The Southern Appalachian Science & Engineering Fair (SASEF) is the premier science and engineering competition for students in middle and high school for a 23-county service area of East Tennessee. SASEF has promoted teaching the scientific method in science, engineering, and math since 1952.
Visit the about us page for more information.
In 2023, SASEF is scheduled to be held Tuesday, March 28, 2023, in the Student Union on the University of Tennessee, Knoxville campus. The awards ceremony is scheduled to be held on Thursday, March 30, 2023, in the Cox Auditorium in the Alumni Memorial Building on the University of Tennessee, Knoxville campus.
Visit our online registration page for all the information and tools you need to register.
Visit our Teacher Resources page here.
SASEF is open to middle and high school students in a 23-county region of East Tennessee.
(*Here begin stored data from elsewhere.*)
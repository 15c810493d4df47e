//! User repository.

use sqlx::PgPool;

use marigold_core::{Phone, UserId};

use super::RepositoryError;
use crate::models::user::User;

/// Repository for user database operations.
pub struct UserRepository<'a> {
    pool: &'a PgPool,
}

impl<'a> UserRepository<'a> {
    /// Create a new user repository.
    #[must_use]
    pub const fn new(pool: &'a PgPool) -> Self {
        Self { pool }
    }

    /// Get a user by their ID.
    ///
    /// # Errors
    ///
    /// Returns `RepositoryError::Database` if the query fails.
    pub async fn get_by_id(&self, id: UserId) -> Result<Option<User>, RepositoryError> {
        let user = sqlx::query_as::<_, User>(
            r"
            SELECT id, phone, created_at, last_login_at
            FROM users
            WHERE id = $1
            ",
        )
        .bind(id)
        .fetch_optional(self.pool)
        .await?;

        Ok(user)
    }

    /// Fetch the user for a phone, creating the record on first login.
    ///
    /// A single atomic upsert: concurrent first logins for the same phone
    /// both land on the same row. Updates `last_login_at` either way.
    ///
    /// # Errors
    ///
    /// Returns `RepositoryError::Database` if the query fails.
    pub async fn get_or_create_by_phone(&self, phone: &Phone) -> Result<User, RepositoryError> {
        let user = sqlx::query_as::<_, User>(
            r"
            INSERT INTO users (phone)
            VALUES ($1)
            ON CONFLICT (phone) DO UPDATE
            SET last_login_at = now()
            RETURNING id, phone, created_at, last_login_at
            ",
        )
        .bind(phone)
        .fetch_one(self.pool)
        .await?;

        Ok(user)
    }
}
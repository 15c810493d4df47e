//! Cart route handlers.
//!
//! The cart itself lives in client storage; the server's involvement is
//! the totals preview, computed with the exact function order creation
//! uses, so the preview and the persisted order can never disagree.

use axum::Json;
use axum::extract::State;
use serde::Deserialize;
use tracing::instrument;

use marigold_core::{LineItem, Totals, compute_totals};

use crate::error::Result;
use crate::state::AppState;

/// Totals preview request: just the client's cart lines. Lines
/// deserialize leniently; garbage entries price out at zero rather than
/// failing the preview.
#[derive(Debug, Deserialize)]
pub struct TotalsRequest {
    #[serde(default)]
    pub items: Vec<LineItem>,
}

/// `POST /cart/totals` - compute display totals for client cart state.
#[instrument(skip(state, request))]
pub async fn totals(
    State(state): State<AppState>,
    Json(request): Json<TotalsRequest>,
) -> Result<Json<Totals>> {
    let totals = compute_totals(&request.items, state.orders().pricing());
    Ok(Json(totals))
}
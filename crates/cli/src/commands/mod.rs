//! CLI command implementations.

pub mod migrate;
pub mod reslug;
pub mod seed;

use secrecy::SecretString;
use sqlx::PgPool;

use marigold_storefront::db;

/// Errors shared by the commands.
#[derive(Debug, thiserror::Error)]
pub enum CommandError {
    #[error("Missing environment variable: {0}")]
    MissingEnvVar(&'static str),

    #[error("Database error: {0}")]
    Database(#[from] sqlx::Error),

    #[error("Migration error: {0}")]
    Migration(#[from] sqlx::migrate::MigrateError),

    #[error("Repository error: {0}")]
    Repository(#[from] db::RepositoryError),

    #[error("Slug resolution failed: {0}")]
    Slug(#[from] marigold_storefront::services::slug::SlugError),

    #[error("Catalog error: {0}")]
    Catalog(#[from] marigold_storefront::services::catalog::CatalogError),
}

/// Connect using `MARIGOLD_DATABASE_URL` (or `DATABASE_URL`).
pub async fn connect() -> Result<PgPool, CommandError> {
    dotenvy::dotenv().ok();

    let database_url = std::env::var("MARIGOLD_DATABASE_URL")
        .or_else(|_| std::env::var("DATABASE_URL"))
        .map(SecretString::from)
        .map_err(|_| CommandError::MissingEnvVar("MARIGOLD_DATABASE_URL"))?;

    Ok(db::create_pool(&database_url).await?)
}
Students are able to present their scientific research from January of the previous year to February of the current year.
SASEF is open to both individuals and teams of students. The Junior Division allows 3 participants to a team and the Senior Division allows 2 participants to a team.
Find out what counties are eligible by going to the about us page here.
The Southern Appalachian Science and Engineering Fair is open to all students in grades 6 through 12.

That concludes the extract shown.